Alias Maria
María, 13 ans, est une jeune soldate de la guerrilla. On lui donne pour mission de protéger le nouveau-né du commandant. Elle-même est enceinte et décide de garder sa grossesse secrète pour ne pas être contrainte à avorter par le médecin du camp. A travers son regard, le film nous dévoile la terrible réalité du conflit armé en Colombie.
LA FILLE DE NULLE PART
Qui est cette toute jeune fille en treillis, qui tient une mitraillette dans ses doigts où le vernis rose s’écaille ? Maria est l’héroïne d’une histoire hors normes. Membre d’une milice clandestine à seulement treize ans, elle se retrouve à devoir clandestinement s’occuper d’un bébé qu’il faut à tout prix cacher. Dans son camp perdu en pleine jungle, au cœur d’une armée paternaliste où personne n’est assez proche pour se tutoyer, Maria n’a droit à rien, si ce n’est le droit d’obéir. Elle ne doit ni parler ni prendre de décision. Mais heureusement, Maria n’est pas qu’une silhouette en carton, un personnage prétexte pour film exotico-politique. En filmant ses soldats parfois à peine pubères, largués dans un no man’s land luxuriant, le réalisateur combien Jose Luis Rugeles Garcia donne à voir quelque chose de presque inédit sur nos écrans. Mais il ne se contente pas de faire du documentaire déguisé : Alias Maria c’est du vrai cinéma, avec des idées.
Paradoxal pour un film situé en pleine nature : Alias Maria est presque un huis-clos.
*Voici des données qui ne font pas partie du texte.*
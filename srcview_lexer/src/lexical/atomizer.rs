//! Atomizer: splits composite raw tokens into atomic tokens
//!
//! Every split keeps the source exact: the atoms of a token concatenate back
//! to the token's text, the first atom starts at the token's offset, and each
//! following atom starts where the previous one ended. Line numbers advance
//! with every line break crossed.
//!
//! The split functions are public so callers can apply one directly. Each one
//! checks that it was handed the kind it expects and returns
//! [`AtomizeError::PreconditionViolation`] otherwise.

use crate::config::compile_time::lexical::MAX_TOKEN_LENGTH;
use crate::logging::codes;
use crate::tokens::{Token, TokenKind};
use crate::utils::count_line_breaks;

/// Atomizer errors. All of them indicate a caller or lexer bug, not bad source.
#[derive(Debug, Clone, PartialEq, Eq, thiserror::Error)]
pub enum AtomizeError {
    #[error("{operation} expects {expected}, got {found} at line {line} (offset {offset})")]
    PreconditionViolation {
        operation: &'static str,
        expected: &'static str,
        found: TokenKind,
        line: u32,
        offset: usize,
    },

    #[error("{operation} cannot split {text:?} at line {line} (offset {offset}): {reason}")]
    MalformedComposite {
        operation: &'static str,
        text: String,
        reason: &'static str,
        line: u32,
        offset: usize,
    },

    #[error("Token too long: {length} bytes at line {line} (max {MAX_TOKEN_LENGTH})")]
    TokenTooLong { length: usize, line: u32 },
}

impl AtomizeError {
    pub fn error_code(&self) -> crate::logging::Code {
        match self {
            AtomizeError::PreconditionViolation { .. }
            | AtomizeError::MalformedComposite { .. } => codes::lexical::PRECONDITION_VIOLATION,
            AtomizeError::TokenTooLong { .. } => codes::lexical::TOKEN_TOO_LONG,
        }
    }
}

/// Writes atoms one after another, tracking line and offset.
struct AtomWriter {
    line: u32,
    offset: usize,
    atoms: Vec<Token>,
}

impl AtomWriter {
    fn starting_at(token: &Token) -> Self {
        Self {
            line: token.line,
            offset: token.offset,
            atoms: Vec::new(),
        }
    }

    fn push(&mut self, kind: TokenKind, text: &str) {
        if text.is_empty() {
            return;
        }
        self.atoms
            .push(Token::new(kind, text, self.line, self.offset));
        self.offset += text.len();
        self.line += count_line_breaks(text);
    }

    /// Alternating whitespace / line-break atoms for a run of whitespace.
    fn push_whitespace_runs(&mut self, text: &str) {
        let bytes = text.as_bytes();
        let mut i = 0;
        while i < bytes.len() {
            let breaking = is_break_byte(bytes[i]);
            let start = i;
            while i < bytes.len() && is_break_byte(bytes[i]) == breaking {
                i += 1;
            }
            let kind = if breaking {
                TokenKind::LineBreak
            } else {
                TokenKind::Whitespace
            };
            self.push(kind, &text[start..i]);
        }
    }

    fn finish(self) -> Vec<Token> {
        self.atoms
    }
}

fn is_break_byte(b: u8) -> bool {
    b == b'\n' || b == b'\r'
}

/// Splits `text` into `(content, line_break)` pairs. The last pair may have an
/// empty line break.
fn line_segments(text: &str) -> Vec<(&str, &str)> {
    let bytes = text.as_bytes();
    let mut segments = Vec::new();
    let mut start = 0;
    let mut i = 0;
    while i < bytes.len() {
        match bytes[i] {
            b'\r' => {
                let end = if bytes.get(i + 1) == Some(&b'\n') { i + 2 } else { i + 1 };
                segments.push((&text[start..i], &text[i..end]));
                i = end;
                start = end;
            }
            b'\n' => {
                segments.push((&text[start..i], &text[i..i + 1]));
                i += 1;
                start = i;
            }
            _ => i += 1,
        }
    }
    if start < bytes.len() {
        segments.push((&text[start..], ""));
    }
    segments
}

/// Length of a single leading line break, if any.
fn leading_line_break(text: &str) -> usize {
    if text.starts_with("\r\n") {
        2
    } else if text.starts_with('\n') || text.starts_with('\r') {
        1
    } else {
        0
    }
}

fn require(
    token: &Token,
    operation: &'static str,
    expected: &'static str,
    accepted: bool,
) -> Result<(), AtomizeError> {
    if accepted {
        Ok(())
    } else {
        Err(AtomizeError::PreconditionViolation {
            operation,
            expected,
            found: token.kind,
            line: token.line,
            offset: token.offset,
        })
    }
}

fn malformed(token: &Token, operation: &'static str, reason: &'static str) -> AtomizeError {
    AtomizeError::MalformedComposite {
        operation,
        text: token.text.clone(),
        reason,
        line: token.line,
        offset: token.offset,
    }
}

// ============================================================================
// SPLIT FUNCTIONS
// ============================================================================

/// Whitespace run into alternating whitespace and line-break atoms.
pub fn split_whitespace(token: &Token) -> Result<Vec<Token>, AtomizeError> {
    const OP: &str = "split_whitespace";
    require(token, OP, "T_WHITESPACE", token.kind == TokenKind::Whitespace)?;
    if token.text.is_empty() {
        return Err(malformed(token, OP, "empty whitespace token"));
    }

    let mut writer = AtomWriter::starting_at(token);
    writer.push_whitespace_runs(&token.text);
    Ok(writer.finish())
}

/// Cast `( type )` into paren, optional whitespace, type name, optional whitespace, paren.
pub fn split_cast(token: &Token) -> Result<Vec<Token>, AtomizeError> {
    const OP: &str = "split_cast";
    require(token, OP, "a cast token", token.kind.is_cast())?;

    let text = token.text.as_str();
    if text.len() < 3 || !text.starts_with('(') || !text.ends_with(')') {
        return Err(malformed(token, OP, "cast must be a parenthesized type name"));
    }

    let inner = &text[1..text.len() - 1];
    let type_name = inner.trim();
    if type_name.is_empty() {
        return Err(malformed(token, OP, "cast has no type name"));
    }
    let leading = &inner[..inner.len() - inner.trim_start().len()];
    let trailing = &inner[leading.len() + type_name.len()..];

    let mut writer = AtomWriter::starting_at(token);
    writer.push(TokenKind::OpenParen, "(");
    writer.push(TokenKind::Whitespace, leading);
    writer.push(TokenKind::CastType, type_name);
    writer.push(TokenKind::Whitespace, trailing);
    writer.push(TokenKind::CloseParen, ")");
    Ok(writer.finish())
}

/// Attribute opener `#[` into a marker and an opening square bracket.
pub fn split_attribute(token: &Token) -> Result<Vec<Token>, AtomizeError> {
    const OP: &str = "split_attribute";
    require(token, OP, "T_ATTRIBUTE", token.kind == TokenKind::Attribute)?;
    if token.text != "#[" {
        return Err(malformed(token, OP, "attribute opener must be `#[`"));
    }

    let mut writer = AtomWriter::starting_at(token);
    writer.push(TokenKind::AttributeMarker, "#");
    writer.push(TokenKind::OpenSquare, "[");
    Ok(writer.finish())
}

/// Open tag into the tag itself plus any trailing whitespace atoms.
pub fn split_open_tag(token: &Token) -> Result<Vec<Token>, AtomizeError> {
    const OP: &str = "split_open_tag";
    require(
        token,
        OP,
        "T_OPEN_TAG or T_OPEN_TAG_WITH_ECHO",
        matches!(token.kind, TokenKind::OpenTag | TokenKind::OpenTagWithEcho),
    )?;

    let text = token.text.as_str();
    let tag_len = if text.get(..5).is_some_and(|tag| tag.eq_ignore_ascii_case("<?php")) {
        5
    } else if text.starts_with("<?=") {
        3
    } else if text.starts_with("<?") {
        2
    } else {
        return Err(malformed(token, OP, "open tag must start with `<?`"));
    };

    let rest = &text[tag_len..];
    if !rest.chars().all(char::is_whitespace) {
        return Err(malformed(token, OP, "open tag may only be followed by whitespace"));
    }

    let mut writer = AtomWriter::starting_at(token);
    writer.push(token.kind, &text[..tag_len]);
    writer.push_whitespace_runs(rest);
    Ok(writer.finish())
}

/// Close tag into the tag plus an optional single trailing line break.
pub fn split_close_tag(token: &Token) -> Result<Vec<Token>, AtomizeError> {
    const OP: &str = "split_close_tag";
    require(token, OP, "T_CLOSE_TAG", token.kind == TokenKind::CloseTag)?;

    let text = token.text.as_str();
    if !text.starts_with("?>") {
        return Err(malformed(token, OP, "close tag must start with `?>`"));
    }
    let rest = &text[2..];
    if leading_line_break(rest) != rest.len() {
        return Err(malformed(token, OP, "close tag may only be followed by one line break"));
    }

    let mut writer = AtomWriter::starting_at(token);
    writer.push(TokenKind::CloseTag, "?>");
    writer.push(TokenKind::LineBreak, rest);
    Ok(writer.finish())
}

/// Heredoc opener into the `<<<ID` atom plus its mandatory line break.
pub fn split_heredoc_start(token: &Token) -> Result<Vec<Token>, AtomizeError> {
    const OP: &str = "split_heredoc_start";
    require(token, OP, "T_START_HEREDOC", token.kind == TokenKind::StartHeredoc)?;

    let text = token.text.as_str();
    let break_len = if text.ends_with("\r\n") {
        2
    } else if text.ends_with('\n') || text.ends_with('\r') {
        1
    } else {
        return Err(malformed(token, OP, "heredoc opener must end the line"));
    };
    let identifier = &text[..text.len() - break_len];
    if identifier.is_empty() || identifier.contains(['\n', '\r']) {
        return Err(malformed(token, OP, "heredoc opener must be a single identifier line"));
    }

    let mut writer = AtomWriter::starting_at(token);
    writer.push(TokenKind::StartHeredoc, identifier);
    writer.push(TokenKind::LineBreak, &text[identifier.len()..]);
    Ok(writer.finish())
}

/// Heredoc terminator into optional indentation plus the terminator.
pub fn split_heredoc_end(token: &Token) -> Result<Vec<Token>, AtomizeError> {
    const OP: &str = "split_heredoc_end";
    require(token, OP, "T_END_HEREDOC", token.kind == TokenKind::EndHeredoc)?;

    let text = token.text.as_str();
    let terminator = text.trim_start_matches([' ', '\t']);
    if terminator.is_empty() {
        return Err(malformed(token, OP, "heredoc terminator is empty"));
    }

    let mut writer = AtomWriter::starting_at(token);
    writer.push(TokenKind::Whitespace, &text[..text.len() - terminator.len()]);
    writer.push(TokenKind::EndHeredoc, terminator);
    Ok(writer.finish())
}

/// Comment or string segment split line by line.
///
/// With `preserve_whitespace`, leading and trailing whitespace on each line
/// becomes its own whitespace atom; otherwise it stays in the content atom.
pub fn split_lines(token: &Token, preserve_whitespace: bool) -> Result<Vec<Token>, AtomizeError> {
    const OP: &str = "split_lines";
    require(
        token,
        OP,
        "a comment or string segment",
        matches!(
            token.kind,
            TokenKind::Comment
                | TokenKind::DocComment
                | TokenKind::ConstantString
                | TokenKind::EncapsedString
        ),
    )?;

    let mut writer = AtomWriter::starting_at(token);
    for (content, line_break) in line_segments(&token.text) {
        if preserve_whitespace {
            let body = content.trim();
            if body.is_empty() {
                writer.push(TokenKind::Whitespace, content);
            } else {
                let leading = content.len() - content.trim_start().len();
                writer.push(TokenKind::Whitespace, &content[..leading]);
                writer.push(token.kind, body);
                writer.push(TokenKind::Whitespace, &content[leading + body.len()..]);
            }
        } else {
            writer.push(token.kind, content);
        }
        writer.push(TokenKind::LineBreak, line_break);
    }
    Ok(writer.finish())
}

// ============================================================================
// DISPATCH
// ============================================================================

/// Chooses and applies the split function for a raw token.
#[derive(Debug, Clone, Copy)]
pub struct Atomizer {
    preserve_whitespace: bool,
}

impl Atomizer {
    pub fn new(preserve_whitespace: bool) -> Self {
        Self {
            preserve_whitespace,
        }
    }

    /// `Ok(None)` when the token passes through unchanged.
    pub fn atomize(&self, token: &Token) -> Result<Option<Vec<Token>>, AtomizeError> {
        if token.text.len() > MAX_TOKEN_LENGTH {
            return Err(AtomizeError::TokenTooLong {
                length: token.text.len(),
                line: token.line,
            });
        }

        let atoms = match token.kind {
            TokenKind::Whitespace => split_whitespace(token)?,
            kind if kind.is_cast() => split_cast(token)?,
            TokenKind::Attribute => split_attribute(token)?,
            TokenKind::OpenTag | TokenKind::OpenTagWithEcho => split_open_tag(token)?,
            TokenKind::CloseTag => split_close_tag(token)?,
            TokenKind::StartHeredoc => split_heredoc_start(token)?,
            TokenKind::EndHeredoc => split_heredoc_end(token)?,
            TokenKind::Comment
            | TokenKind::DocComment
            | TokenKind::ConstantString
            | TokenKind::EncapsedString => split_lines(token, self.preserve_whitespace)?,
            _ => return Ok(None),
        };

        debug_assert_eq!(
            atoms.iter().map(|a| a.text.as_str()).collect::<String>(),
            token.text
        );

        if atoms.len() == 1 && atoms[0] == *token {
            Ok(None)
        } else {
            Ok(Some(atoms))
        }
    }
}

impl Default for Atomizer {
    fn default() -> Self {
        Self::new(true)
    }
}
La caméra et les personnages ne quittent jamais les profondeurs d’une jungle uniforme, labyrinthique et sans repère. Resserrée, l’action se déroule sur à peine quelques jours. Et Maria, seule femme parmi un mini groupe de garçons jouant aux hommes, ne dit quasiment pas un mot de tout le film. Sans aller jusqu’à la radicalité, ces choix minimalistes démontrent une certaine personnalité de cinéaste. On peut s’amuser à distinguer les films les plus intéressants selon le critère suivant : est-ce un film qui préfère poser des questions ou donner d’emblée des réponses ? D’où vient le bébé de Maria ? Pourquoi fait-elle partie de cette milice ? Est-elle consentante ? En laissant toutes ces questions en suspens, en choisissant de ne jamais expliquer ce qui est hors-champs, Jose Luis Rugeles Garcia construit un certain suspens tout en donnant du relief à son héroïne. A la fois survival de poche et bref récit d’apprentissage, Alias Maria est à une réponse prometteuse au world cinéma de carte postale comme aux portraits de femmes plats.